Accordingly, an interim solution like the A320 New Engine Option (NEO) makes sense and Boeing is taking a huge risk, Airbus officials say. And they may well be right-if they are correct about when technology converges. But what if the Airbus officials are wrong? Then it will be they who will be "silly" to go with a NEO in 2016 if Boeing comes out with a new aircraft in 2019, says Jim Albaugh, CEO of Boeing Commercial Airplanes. He believes there is a path to get to 20% fuel efficiency gains by 2020 on airframe and engine technology alone. He's circumspect about the airframe technology, though some believe composites will advance enough to allow at least some "down-scale" by then. As for the engines, CFM has already indicated the second generation Leap-X will be ready for engine certification about 2018, with aircraft certification the following year. Allowing for some slippage that seems inevitable these days on new aircraft programmes and it is 2020.

The multi-billion dollar risks for Airbus and Boeing are huge, and it comes down to who will be right about the paths being considered: Airbus, with the philosophy that the technologies won't converge until 2027 or later, making an interim aircraft sensible? Or Boeing, which believes 20% advances in fuel burn can be made by 2019 with incremental advances thereafter?

The challenges are equally as daunting, if quite different.

Airlines, lessors and financiers worry that the residual values (RV) of the current A320 fleet will take a premature plunge with the announcement, and Entry-Into-Service (EIS), of the A320 NEO-and that the RVs of the A320 NEO itself will take a hit when the A320 replacement aircraft comes. Airbus argues there is little to worry about until the installed base of the A320 NEO passes the 50% point of the incumbent fleet-but few are buying it. Appraisers, who have a long history of a testy relationship with Airbus, are particularly skeptical.

Will a re-engine programme make sense for Airbus? History is mixed. There have been several successful RE programmes: The Allison and Rolls-Royce jet-props on the Convair 340/440/240 series; the CFM56 on the DC-8-60 Series; and, modestly, the Roll Tay on the UPS fleet of Boeing 727-100s. But these were all on out-of-production aircraft and there were also unsuccessful ones. The Napier turboprop on the CV-340/440 (actually an in-production aircraft at the time); and the Valsan 727, which replaced the outboard 727-200A engines with the engines from the MD-80 series but left the center engine alone come to mind.

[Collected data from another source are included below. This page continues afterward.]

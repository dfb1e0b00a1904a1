//! Server entries and status tracking.
//!
//! # Responsibilities
//! - Represent a single monitored server
//! - Hold the latest check result (status, latency, response code)
//! - Allow lock-free in-place updates from concurrent check workers

use std::sync::atomic::{AtomicI64, AtomicU16, AtomicU64, AtomicU8, Ordering};
use std::time::{SystemTime, UNIX_EPOCH};

/// Check status of a server (0=Unknown, 1=Online, 2=Offline, 3=Timeout,
/// 4=Error).
#[repr(u8)]
#[derive(Debug, Clone, Copy, PartialEq, Eq)]
pub enum ServerStatus {
    Unknown = 0,
    Online = 1,
    Offline = 2,
    Timeout = 3,
    Error = 4,
}

impl From<u8> for ServerStatus {
    fn from(val: u8) -> Self {
        match val {
            1 => ServerStatus::Online,
            2 => ServerStatus::Offline,
            3 => ServerStatus::Timeout,
            4 => ServerStatus::Error,
            _ => ServerStatus::Unknown,
        }
    }
}

impl ServerStatus {
    pub fn as_str(&self) -> &'static str {
        match self {
            ServerStatus::Unknown => "UNKNOWN",
            ServerStatus::Online => "ONLINE",
            ServerStatus::Offline => "OFFLINE",
            ServerStatus::Timeout => "TIMEOUT",
            ServerStatus::Error => "ERROR",
        }
    }
}

/// A single monitored server.
///
/// All mutable fields are atomics: check workers record results in place
/// while other parties read, with no lock on either side.
#[derive(Debug)]
pub struct Server {
    /// Target URL.
    pub url: String,
    /// Latest status (`ServerStatus` discriminant).
    status: AtomicU8,
    /// Latest latency in milliseconds (f64 bit pattern).
    latency_ms: AtomicU64,
    /// Latest HTTP response code (0 = no response seen).
    response_code: AtomicU16,
    /// Unix timestamp of the last check (0 = never checked).
    last_checked: AtomicI64,
}

impl Server {
    pub fn new(url: impl Into<String>) -> Self {
        Self {
            url: url.into(),
            status: AtomicU8::new(ServerStatus::Unknown as u8),
            latency_ms: AtomicU64::new(0f64.to_bits()),
            response_code: AtomicU16::new(0),
            last_checked: AtomicI64::new(0),
        }
    }

    pub fn status(&self) -> ServerStatus {
        self.status.load(Ordering::Relaxed).into()
    }

    pub fn latency_ms(&self) -> f64 {
        f64::from_bits(self.latency_ms.load(Ordering::Relaxed))
    }

    /// HTTP response code of the last check, when a response arrived.
    pub fn response_code(&self) -> Option<u16> {
        match self.response_code.load(Ordering::Relaxed) {
            0 => None,
            code => Some(code),
        }
    }

    /// Unix timestamp of the last completed check.
    pub fn last_checked(&self) -> Option<i64> {
        match self.last_checked.load(Ordering::Relaxed) {
            0 => None,
            ts => Some(ts),
        }
    }

    /// Record one check result.
    pub fn record(&self, status: ServerStatus, latency_ms: f64, response_code: Option<u16>) {
        self.status.store(status as u8, Ordering::Relaxed);
        self.latency_ms.store(latency_ms.to_bits(), Ordering::Relaxed);
        self.response_code
            .store(response_code.unwrap_or(0), Ordering::Relaxed);
        self.last_checked.store(unix_now(), Ordering::Relaxed);
    }
}

fn unix_now() -> i64 {
    SystemTime::now()
        .duration_since(UNIX_EPOCH)
        .map(|d| d.as_secs() as i64)
        .unwrap_or(0)
}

McDonnell Douglas was successful in the re-designed and larger MD-80, with new engines, over the ageing DC-9 Series, but the MD-80 was essentially new aircraft. The MD-90 and MD-95 were warmed-over re-engine products that did not sell well.

Airbus plans to retain 95% commonality with the current fleet, which is both an attribute and potentially a negative. Airbus' Leahy points out that the Boeing 737NG is 80% different than the 737 Classic (Leahy says 90% but 80% is the widely accepted number) and by retaining 95% commonality, A320 operators don't have to stock more parts. But it also reinforces the fact that the A320 is an ageing aircraft, a design dating to the 1980s. By 2016, the supposed EIS of the A320 NEO, the A320 design will be 30 years old, an age where technology begins to overtake. For all the valid criticism that the 737 fuselage dates to the 1950's 707 heritage, the 737NG isn't the same aircraft, as Leahy himself acknowledges, and it entered service 10 years after the A320, in January 1998-almost 30 years to the day from EIS of the 737-100.